“… hasta en los versos hay veces que hay poesía”.
Pero el tema no es ese, aunque da un poco igual, al final, cual sea el tema. Manuel Álvarez Bravo conoció nomás un siglo, y unos cuantos días (algo así como seiscientos) del siglo que ya nacía cuando él se enfriaba definitivamente. Digamos que se perdió dos años del siglo en el que anduvo tomando retratos de lo que se iba encontrando (de preferencia los domingos, como él mismo afirmaba), y los recuperó en el siglo en el que ya solamente se dedicó a armar sus velices para disponerlos a la puerta de salida, como diría un argentino muy bohemio.

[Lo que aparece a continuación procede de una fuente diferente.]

//! Locating tool calls inside inbound frames.
//!
//! Servers have shipped tool calls in several shapes over time. Extraction runs
//! an ordered list of strategies over each frame:
//!
//! 1. [`TopLevelToolCalls`] - `toolCall.functionCalls[]` (canonical)
//! 2. [`ModelTurnParts`] - `serverContent.modelTurn.parts[].functionCall`
//! 3. [`RecursiveScan`] - a bounded walk of the raw JSON, only when the first
//!    two found nothing
//!
//! Results are de-duplicated by id within the frame.
//!
//! The thought signature for a call is taken from the first place that has
//! one: the call itself, its containing part, the containing turn, then the
//! frame root.

use serde_json::{Map, Value};
use std::collections::HashSet;
use std::hash::{DefaultHasher, Hash, Hasher};

use super::messages::{FunctionCall, InboundFrame};

/// Maximum nesting depth visited by the structural fallback.
const MAX_SCAN_DEPTH: usize = 16;

/// A tool call ready for execution.
#[derive(Debug, Clone, PartialEq)]
pub struct ToolCallRequest {
    /// Server id, or a deterministic synthetic id when the server sent none
    pub id: String,
    pub name: String,
    pub args: Value,
    /// Opaque token that must be echoed in the response
    pub thought_signature: Option<String>,
    /// Strategy that found the call
    pub source: &'static str,
}

/// One way of finding tool calls in a frame.
pub trait ExtractionStrategy: Send + Sync {
    /// Short name used in logs.
    fn name(&self) -> &'static str;

    /// Append every call this strategy recognizes.
    fn extract(&self, frame: &InboundFrame, out: &mut Vec<ToolCallRequest>);
}

/// Canonical `toolCall.functionCalls[]` batches.
pub struct TopLevelToolCalls;

impl ExtractionStrategy for TopLevelToolCalls {
    fn name(&self) -> &'static str {
        "tool_call"
    }

    fn extract(&self, inbound: &InboundFrame, out: &mut Vec<ToolCallRequest>) {
        let Some(batch) = inbound.frame.tool_call.as_ref() else {
            return;
        };
        let turn_signature = inbound.frame.model_turn().and_then(|t| t.signature());
        let frame_signature = inbound.frame.signature();

        for call in &batch.function_calls {
            let signature = call
                .signature()
                .or(turn_signature)
                .or(frame_signature)
                .map(str::to_string);
            if let Some(request) = build_request(call, signature, self.name()) {
                out.push(request);
            }
        }
    }
}

/// Calls nested in model-turn parts.
pub struct ModelTurnParts;

impl ExtractionStrategy for ModelTurnParts {
    fn name(&self) -> &'static str {
        "model_turn_part"
    }

    fn extract(&self, inbound: &InboundFrame, out: &mut Vec<ToolCallRequest>) {
        let Some(turn) = inbound.frame.model_turn() else {
            return;
        };
        let frame_signature = inbound.frame.signature();

        for part in &turn.parts {
            let Some(call) = part.call() else {
                continue;
            };
            let signature = call
                .signature()
                .or(part.signature())
                .or(turn.signature())
                .or(frame_signature)
                .map(str::to_string);
            if let Some(request) = build_request(call, signature, self.name()) {
                out.push(request);
            }
        }
    }
}

/// Bounded walk over the raw JSON for any `functionCall`/`function_call`
/// object or `functionCalls` array.
pub struct RecursiveScan;

impl ExtractionStrategy for RecursiveScan {
    fn name(&self) -> &'static str {
        "recursive_scan"
    }

    fn extract(&self, inbound: &InboundFrame, out: &mut Vec<ToolCallRequest>) {
        let root_signature = signature_in(&inbound.raw);
        scan(&inbound.raw, root_signature.as_deref(), 0, out);
    }
}

fn scan(value: &Value, inherited: Option<&str>, depth: usize, out: &mut Vec<ToolCallRequest>) {
    if depth > MAX_SCAN_DEPTH {
        return;
    }
    match value {
        Value::Object(map) => {
            let here = signature_in_map(map);
            let container_signature = here.as_deref().or(inherited);

            for key in ["functionCall", "function_call"] {
                if let Some(Value::Object(call)) = map.get(key) {
                    push_raw_call(call, container_signature, out);
                }
            }
            if let Some(Value::Array(calls)) = map.get("functionCalls") {
                for call in calls {
                    if let Value::Object(call) = call {
                        push_raw_call(call, container_signature, out);
                    }
                }
            }

            for (key, child) in map {
                if matches!(key.as_str(), "functionCall" | "function_call" | "functionCalls") {
                    continue;
                }
                scan(child, container_signature, depth + 1, out);
            }
        }
        Value::Array(items) => {
            for item in items {
                scan(item, inherited, depth + 1, out);
            }
        }
        _ => {}
    }
}

fn push_raw_call(call: &Map<String, Value>, container: Option<&str>, out: &mut Vec<ToolCallRequest>) {
    let Ok(parsed) = serde_json::from_value::<FunctionCall>(Value::Object(call.clone())) else {
        return;
    };
    let signature = parsed
        .signature()
        .or(container)
        .map(str::to_string);
    if let Some(request) = build_request(&parsed, signature, "recursive_scan") {
        out.push(request);
    }
}

fn signature_in(value: &Value) -> Option<String> {
    match value {
        Value::Object(map) => signature_in_map(map),
        _ => None,
    }
}

fn signature_in_map(map: &Map<String, Value>) -> Option<String> {
    ["thoughtSignature", "thought_signature"]
        .iter()
        .filter_map(|key| map.get(*key).and_then(Value::as_str))
        .find(|s| !s.is_empty())
        .map(str::to_string)
}

fn build_request(
    call: &FunctionCall,
    thought_signature: Option<String>,
    source: &'static str,
) -> Option<ToolCallRequest> {
    let name = call.name.as_deref().filter(|n| !n.is_empty())?.to_string();
    let args = match &call.args {
        Some(Value::String(encoded)) => {
            serde_json::from_str(encoded).unwrap_or_else(|_| Value::String(encoded.clone()))
        }
        Some(value) => value.clone(),
        None => Value::Object(Map::new()),
    };
    let id = match call.id.as_deref().filter(|id| !id.is_empty()) {
        Some(id) => id.to_string(),
        None => synthetic_call_id(&name, &args),
    };
    Some(ToolCallRequest {
        id,
        name,
        args,
        thought_signature,
        source,
    })
}

/// Deterministic id for a call the server sent without one.
///
/// Object keys serialize in sorted order, so equal arguments always hash the
/// same and a repeated call de-duplicates against the first.
pub fn synthetic_call_id(name: &str, args: &Value) -> String {
    let mut hasher = DefaultHasher::new();
    name.hash(&mut hasher);
    args.to_string().hash(&mut hasher);
    format!("synthetic-{name}-{:016x}", hasher.finish())
}

/// Ordered set of strategies applied to every frame.
pub struct ToolCallExtractor {
    direct: Vec<Box<dyn ExtractionStrategy>>,
    fallback: Option<Box<dyn ExtractionStrategy>>,
}

impl Default for ToolCallExtractor {
    fn default() -> Self {
        Self {
            direct: vec![Box::new(TopLevelToolCalls), Box::new(ModelTurnParts)],
            fallback: Some(Box::new(RecursiveScan)),
        }
    }
}

impl ToolCallExtractor {
    /// Build an extractor from explicit strategies.
    pub fn new(
        direct: Vec<Box<dyn ExtractionStrategy>>,
        fallback: Option<Box<dyn ExtractionStrategy>>,
    ) -> Self {
        Self { direct, fallback }
    }

    /// Every distinct tool call in the frame, in discovery order.
    pub fn extract(&self, frame: &InboundFrame) -> Vec<ToolCallRequest> {
        let mut found = Vec::new();
        for strategy in &self.direct {
            strategy.extract(frame, &mut found);
        }

        if found.is_empty()
            && let Some(fallback) = &self.fallback
        {
            fallback.extract(frame, &mut found);
            if !found.is_empty() {
                tracing::debug!(
                    strategy = fallback.name(),
                    count = found.len(),
                    "Tool calls found outside the canonical locations"
                );
            }
        }

        for call in &found {
            if call.source != "tool_call" {
                tracing::debug!(
                    call_id = %call.id,
                    strategy = call.source,
                    "Tool call in deprecated location"
                );
            }
        }

        let mut seen = HashSet::new();
        found.retain(|call| seen.insert(call.id.clone()));
        found
    }
}
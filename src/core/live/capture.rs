//! Microphone capture.
//!
//! The input device is behind [`AudioInput`]. Reading happens on a dedicated
//! worker thread so a blocking device never stalls the session loop; frames
//! cross into the async side through a bounded channel and are dropped when
//! the loop falls behind.
//!
//! Captured audio is never routed to the output device.

use std::path::{Path, PathBuf};
use std::sync::mpsc as std_mpsc;
use std::thread::JoinHandle;
use std::time::{Duration, Instant};
use tokio::sync::mpsc;
use tokio::sync::mpsc::error::TrySendError;

use super::base::{LiveError, LiveResult};
use super::messages::ClientMessage;
use crate::utils::pcm::downmix_to_mono;

/// Frames buffered between the worker and the session loop.
const CAPTURE_CHANNEL_CAPACITY: usize = 32;

/// What the session asks the platform for.
#[derive(Debug, Clone, Copy, PartialEq, Eq)]
pub struct CaptureRequest {
    pub sample_rate: u32,
    pub channels: u16,
    pub echo_cancellation: bool,
    pub noise_suppression: bool,
}

impl CaptureRequest {
    /// Mono capture at `sample_rate` with echo cancellation and noise
    /// suppression requested.
    pub fn mono(sample_rate: u32) -> Self {
        Self {
            sample_rate,
            channels: 1,
            echo_cancellation: true,
            noise_suppression: true,
        }
    }
}

/// Capture device.
pub trait AudioInput: Send + 'static {
    /// Open the device. Returns the sample rate actually granted, which may
    /// differ from the request. Failures are [`LiveError::MediaAccess`].
    fn open(&mut self, request: &CaptureRequest) -> LiveResult<u32>;

    /// Fill `frame` with up to `max_samples` mono samples.
    ///
    /// Blocks until a frame is available. Returns `Ok(false)` at end of
    /// stream.
    fn read_frame(&mut self, frame: &mut Vec<f32>, max_samples: usize) -> LiveResult<bool>;

    /// Human-readable device name.
    fn label(&self) -> String {
        "microphone".to_string()
    }
}

/// One captured frame.
#[derive(Debug, Clone, PartialEq)]
pub struct CaptureFrame {
    pub sequence: u64,
    pub samples: Vec<f32>,
}

enum WorkerControl {
    Stop,
}

/// Background thread that reads frames from an [`AudioInput`].
pub struct CaptureWorker {
    control: Option<std_mpsc::Sender<WorkerControl>>,
    thread: Option<JoinHandle<()>>,
}

impl CaptureWorker {
    /// Start reading `frame_size`-sample frames into `frames`.
    pub fn spawn(
        mut input: Box<dyn AudioInput>,
        frame_size: usize,
        frames: mpsc::Sender<CaptureFrame>,
    ) -> LiveResult<Self> {
        if frame_size == 0 {
            return Err(LiveError::AudioPipeline(
                "capture frame size must be non-zero".to_string(),
            ));
        }
        let (control_tx, control_rx) = std_mpsc::channel::<WorkerControl>();

        let thread = std::thread::Builder::new()
            .name("capture-worker".to_string())
            .spawn(move || {
                let mut sequence: u64 = 0;
                let mut dropped: u64 = 0;
                let mut buffer = Vec::with_capacity(frame_size);
                loop {
                    match control_rx.try_recv() {
                        Ok(WorkerControl::Stop) | Err(std_mpsc::TryRecvError::Disconnected) => {
                            break;
                        }
                        Err(std_mpsc::TryRecvError::Empty) => {}
                    }

                    buffer.clear();
                    match input.read_frame(&mut buffer, frame_size) {
                        Ok(true) => {}
                        Ok(false) => {
                            tracing::debug!("Capture stream ended");
                            break;
                        }
                        Err(e) => {
                            tracing::warn!("Capture read failed: {}", e);
                            break;
                        }
                    }

                    let frame = CaptureFrame {
                        sequence,
                        samples: std::mem::take(&mut buffer),
                    };
                    sequence += 1;
                    match frames.try_send(frame) {
                        Ok(()) => {}
                        Err(TrySendError::Full(_)) => {
                            dropped += 1;
                            tracing::trace!(dropped, "Capture frame dropped, session loop busy");
                        }
                        Err(TrySendError::Closed(_)) => break,
                    }
                    buffer.reserve(frame_size);
                }
                tracing::debug!(frames = sequence, dropped, "Capture worker stopped");
            })
            .map_err(|e| LiveError::AudioPipeline(format!("cannot start capture worker: {e}")))?;

        Ok(Self {
            control: Some(control_tx),
            thread: Some(thread),
        })
    }

    /// Ask the worker to stop after its current read.
    pub fn stop(&mut self) {
        if let Some(control) = self.control.take() {
            let _ = control.send(WorkerControl::Stop);
        }
        // Detached: a blocked read finishes on its own and the thread exits.
        self.thread.take();
    }
}

impl Drop for CaptureWorker {
    fn drop(&mut self) {
        self.stop();
    }
}

/// Capture side of a running session.
pub struct CapturePipeline {
    sample_rate: u32,
    label: String,
    frames: mpsc::Receiver<CaptureFrame>,
    worker: CaptureWorker,
    open: bool,
}

impl CapturePipeline {
    /// Open `input`, then start the worker.
    ///
    /// Open failures surface as [`LiveError::MediaAccess`]; a worker that
    /// cannot start is [`LiveError::AudioPipeline`].
    pub fn attach(
        mut input: Box<dyn AudioInput>,
        request: CaptureRequest,
        frame_size: usize,
    ) -> LiveResult<Self> {
        let label = input.label();
        let sample_rate = input.open(&request).map_err(|e| match e {
            LiveError::MediaAccess(_) => e,
            other => LiveError::MediaAccess(other.to_string()),
        })?;
        if sample_rate == 0 {
            return Err(LiveError::AudioPipeline(
                "device reported a zero sample rate".to_string(),
            ));
        }
        if sample_rate != request.sample_rate {
            tracing::info!(
                requested = request.sample_rate,
                granted = sample_rate,
                "Capturing at the device rate"
            );
        }

        let (tx, frames) = mpsc::channel(CAPTURE_CHANNEL_CAPACITY);
        let worker = CaptureWorker::spawn(input, frame_size, tx)?;
        tracing::info!(device = %label, sample_rate, frame_size, "Microphone attached");

        Ok(Self {
            sample_rate,
            label,
            frames,
            worker,
            open: true,
        })
    }

    /// Rate the device actually captures at.
    pub fn sample_rate(&self) -> u32 {
        self.sample_rate
    }

    pub fn label(&self) -> &str {
        &self.label
    }

    /// Whether frames may still arrive.
    pub fn is_open(&self) -> bool {
        self.open
    }

    /// Next captured frame, or `None` once the device stream ended.
    pub async fn next_frame(&mut self) -> Option<CaptureFrame> {
        let frame = self.frames.recv().await;
        if frame.is_none() {
            self.open = false;
        }
        frame
    }

    /// Forward a frame upstream if the gate is open.
    ///
    /// Frames are only sent while the session is active, the microphone is
    /// not muted and an outbound channel exists. Returns whether the frame
    /// was sent.
    pub fn forward(
        &self,
        frame: &CaptureFrame,
        active: bool,
        muted: bool,
        outbound: Option<&mpsc::Sender<ClientMessage>>,
    ) -> bool {
        if !active || muted {
            return false;
        }
        let Some(outbound) = outbound else {
            return false;
        };
        match outbound.try_send(ClientMessage::audio(&frame.samples, self.sample_rate)) {
            Ok(()) => true,
            Err(TrySendError::Full(_)) => {
                tracing::trace!(sequence = frame.sequence, "Outbound queue full, dropping frame");
                false
            }
            Err(TrySendError::Closed(_)) => false,
        }
    }

    /// Stop the worker and release the device.
    pub fn detach(&mut self) {
        self.worker.stop();
        self.frames.close();
        self.open = false;
        tracing::debug!(device = %self.label, "Microphone released");
    }
}

// =============================================================================
// WAV file input
// =============================================================================

/// Plays a WAV file as if it were a microphone.
///
/// Multi-channel files are downmixed. Reads are paced to real time unless
/// pacing is disabled.
pub struct WavFileInput {
    path: PathBuf,
    reader: Option<hound::WavReader<std::io::BufReader<std::fs::File>>>,
    channels: u16,
    sample_rate: u32,
    paced: bool,
    next_deadline: Option<Instant>,
}

impl WavFileInput {
    pub fn new(path: impl AsRef<Path>) -> Self {
        Self {
            path: path.as_ref().to_path_buf(),
            reader: None,
            channels: 1,
            sample_rate: 0,
            paced: true,
            next_deadline: None,
        }
    }

    /// Read as fast as the consumer allows.
    pub fn unpaced(mut self) -> Self {
        self.paced = false;
        self
    }

    fn read_interleaved(&mut self, count: usize) -> LiveResult<Vec<f32>> {
        let reader = self.reader.as_mut().ok_or(LiveError::NotConnected)?;
        let spec = reader.spec();
        let samples: Result<Vec<f32>, hound::Error> = match spec.sample_format {
            hound::SampleFormat::Float => reader.samples::<f32>().take(count).collect(),
            hound::SampleFormat::Int => {
                let scale = (1i64 << (spec.bits_per_sample.saturating_sub(1))) as f32;
                reader
                    .samples::<i32>()
                    .take(count)
                    .map(|s| s.map(|v| v as f32 / scale))
                    .collect()
            }
        };
        samples.map_err(|e| LiveError::AudioPipeline(format!("WAV read failed: {e}")))
    }
}

impl AudioInput for WavFileInput {
    fn open(&mut self, request: &CaptureRequest) -> LiveResult<u32> {
        let reader = hound::WavReader::open(&self.path).map_err(|e| {
            LiveError::MediaAccess(format!("{}: {e}", self.path.display()))
        })?;
        let spec = reader.spec();
        self.channels = spec.channels.max(1);
        self.sample_rate = spec.sample_rate;
        self.reader = Some(reader);
        tracing::debug!(
            path = %self.path.display(),
            channels = spec.channels,
            requested_channels = request.channels,
            sample_rate = spec.sample_rate,
            "Opened WAV input"
        );
        Ok(spec.sample_rate)
    }

    fn read_frame(&mut self, frame: &mut Vec<f32>, max_samples: usize) -> LiveResult<bool> {
        let interleaved = self.read_interleaved(max_samples * usize::from(self.channels))?;
        if interleaved.is_empty() {
            return Ok(false);
        }
        let mono = downmix_to_mono(&interleaved, self.channels);

        if self.paced && self.sample_rate > 0 {
            let period = Duration::from_secs_f64(mono.len() as f64 / f64::from(self.sample_rate));
            let deadline = self.next_deadline.unwrap_or_else(Instant::now) + period;
            let now = Instant::now();
            if deadline > now {
                std::thread::sleep(deadline - now);
            }
            self.next_deadline = Some(deadline);
        }

        frame.extend_from_slice(&mono);
        Ok(true)
    }

    fn label(&self) -> String {
        self.path.display().to_string()
    }
}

Harto se ha dicho de don Manuel Álvarez Bravo. Muchas veces sus fotografías se han expuesto, coleccionado, vendido, comprado, mandado y recibido, reproducido y contemplado. Incluso mientras de tinta mojo este papel reciclado, hay en el Museo de Arte Moderno de la Ciudad de México una muestra – curada por Laureana Toledo – que incluye una importante variedad de imágenes inmortalizadas por este fantástico fotógrafo mexicano.
A pesar de todo, creo que es menos lo que se ha dicho de su inefable humor negro. Empeñado desde siempre en reproducir y congelar un México tan sui generis como él lo percibía, durante la década de 1950 se dedicó a tomar una serie de fotografías en las que no hacía más que lo que se puede ante la desgracia: burlarse de ella. Es en esa década que nacen “Señal, Teotihuacán” (conocida también como “Cajas Mortuorias”) y “El gran penitente” (ambas reproducidas aquí), que no puede ser (esta última), más que cínicamente gloriosa.

Y finalmente, en el 2002, se murió don Manuel. Había que llorar, sin duda, pues como dijo Machado, un golpe de ataúd en tierra es algo perfectamente serio (¿será para tanto, francamente?). En fin. Ahora es el tiempo, inexorable verdugo, el que se ríe del fugaz pero irrepetible paso de don Manuel por un mundo de carcajada.